● To do: Copy every record below exactly.

**** Provided entries ****

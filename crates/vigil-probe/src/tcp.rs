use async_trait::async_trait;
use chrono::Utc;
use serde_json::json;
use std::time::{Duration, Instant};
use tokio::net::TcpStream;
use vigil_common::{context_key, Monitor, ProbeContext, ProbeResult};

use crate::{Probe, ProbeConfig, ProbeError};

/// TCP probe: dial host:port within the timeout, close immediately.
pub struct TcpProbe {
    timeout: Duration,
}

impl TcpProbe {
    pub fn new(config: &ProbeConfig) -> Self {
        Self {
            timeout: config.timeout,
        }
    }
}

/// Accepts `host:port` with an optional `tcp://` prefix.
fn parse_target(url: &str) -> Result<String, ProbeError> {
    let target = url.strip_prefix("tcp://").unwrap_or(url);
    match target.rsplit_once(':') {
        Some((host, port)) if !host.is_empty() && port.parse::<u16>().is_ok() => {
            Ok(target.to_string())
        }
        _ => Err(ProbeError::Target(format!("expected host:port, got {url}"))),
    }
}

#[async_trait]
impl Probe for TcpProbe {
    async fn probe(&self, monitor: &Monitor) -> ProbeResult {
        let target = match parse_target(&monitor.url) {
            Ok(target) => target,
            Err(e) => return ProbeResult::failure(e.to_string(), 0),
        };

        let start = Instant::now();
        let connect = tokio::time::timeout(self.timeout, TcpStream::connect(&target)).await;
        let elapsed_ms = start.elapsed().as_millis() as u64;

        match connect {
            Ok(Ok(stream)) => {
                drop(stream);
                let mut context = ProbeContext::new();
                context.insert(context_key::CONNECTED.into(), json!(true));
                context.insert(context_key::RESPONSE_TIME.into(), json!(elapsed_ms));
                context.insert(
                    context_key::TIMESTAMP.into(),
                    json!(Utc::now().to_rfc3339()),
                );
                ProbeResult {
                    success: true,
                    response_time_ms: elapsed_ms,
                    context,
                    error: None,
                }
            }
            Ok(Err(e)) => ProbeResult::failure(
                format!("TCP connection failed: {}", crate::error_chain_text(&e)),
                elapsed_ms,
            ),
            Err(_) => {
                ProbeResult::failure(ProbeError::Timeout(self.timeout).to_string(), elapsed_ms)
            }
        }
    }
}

****

● Reply:
filename crates/vigil-probe/src/tcp.rs
use async_trait::async_trait;
use chrono::Utc;
use serde_json::json;
use std::time::{Duration, Instant};
use tokio::net::TcpStream;
use vigil_common::{context_key, Monitor, ProbeContext, ProbeResult};

use crate::{Probe, ProbeConfig, ProbeError};

/// TCP probe: dial host:port within the timeout, close immediately.
pub struct TcpProbe {
    timeout: Duration,
}

impl TcpProbe {
    pub fn new(config: &ProbeConfig) -> Self {
        Self {
            timeout: config.timeout,
        }
    }
}

/// Accepts `host:port` with an optional `tcp://` prefix.
fn parse_target(url: &str) -> Result<String, ProbeError> {
    let target = url.strip_prefix("tcp://").unwrap_or(url);
    match target.rsplit_once(':') {
        Some((host, port)) if !host.is_empty() && port.parse::<u16>().is_ok() => {
            Ok(target.to_string())
        }
        _ => Err(ProbeError::Target(format!("expected host:port, got {url}"))),
    }
}

#[async_trait]
impl Probe for TcpProbe {
    async fn probe(&self, monitor: &Monitor) -> ProbeResult {
        let target = match parse_target(&monitor.url) {
            Ok(target) => target,
            Err(e) => return ProbeResult::failure(e.to_string(), 0),
        };

        let start = Instant::now();
        let connect = tokio::time::timeout(self.timeout, TcpStream::connect(&target)).await;
        let elapsed_ms = start.elapsed().as_millis() as u64;

        match connect {
            Ok(Ok(stream)) => {
                drop(stream);
                let mut context = ProbeContext::new();
                context.insert(context_key::CONNECTED.into(), json!(true));
                context.insert(context_key::RESPONSE_TIME.into(), json!(elapsed_ms));
                context.insert(
                    context_key::TIMESTAMP.into(),
                    json!(Utc::now().to_rfc3339()),
                );
                ProbeResult {
                    success: true,
                    response_time_ms: elapsed_ms,
                    context,
                    error: None,
                }
            }
            Ok(Err(e)) => ProbeResult::failure(
                format!("TCP connection failed: {}", crate::error_chain_text(&e)),
                elapsed_ms,
            ),
            Err(_) => {
                ProbeResult::failure(ProbeError::Timeout(self.timeout).to_string(), elapsed_ms)
            }
        }
    }
}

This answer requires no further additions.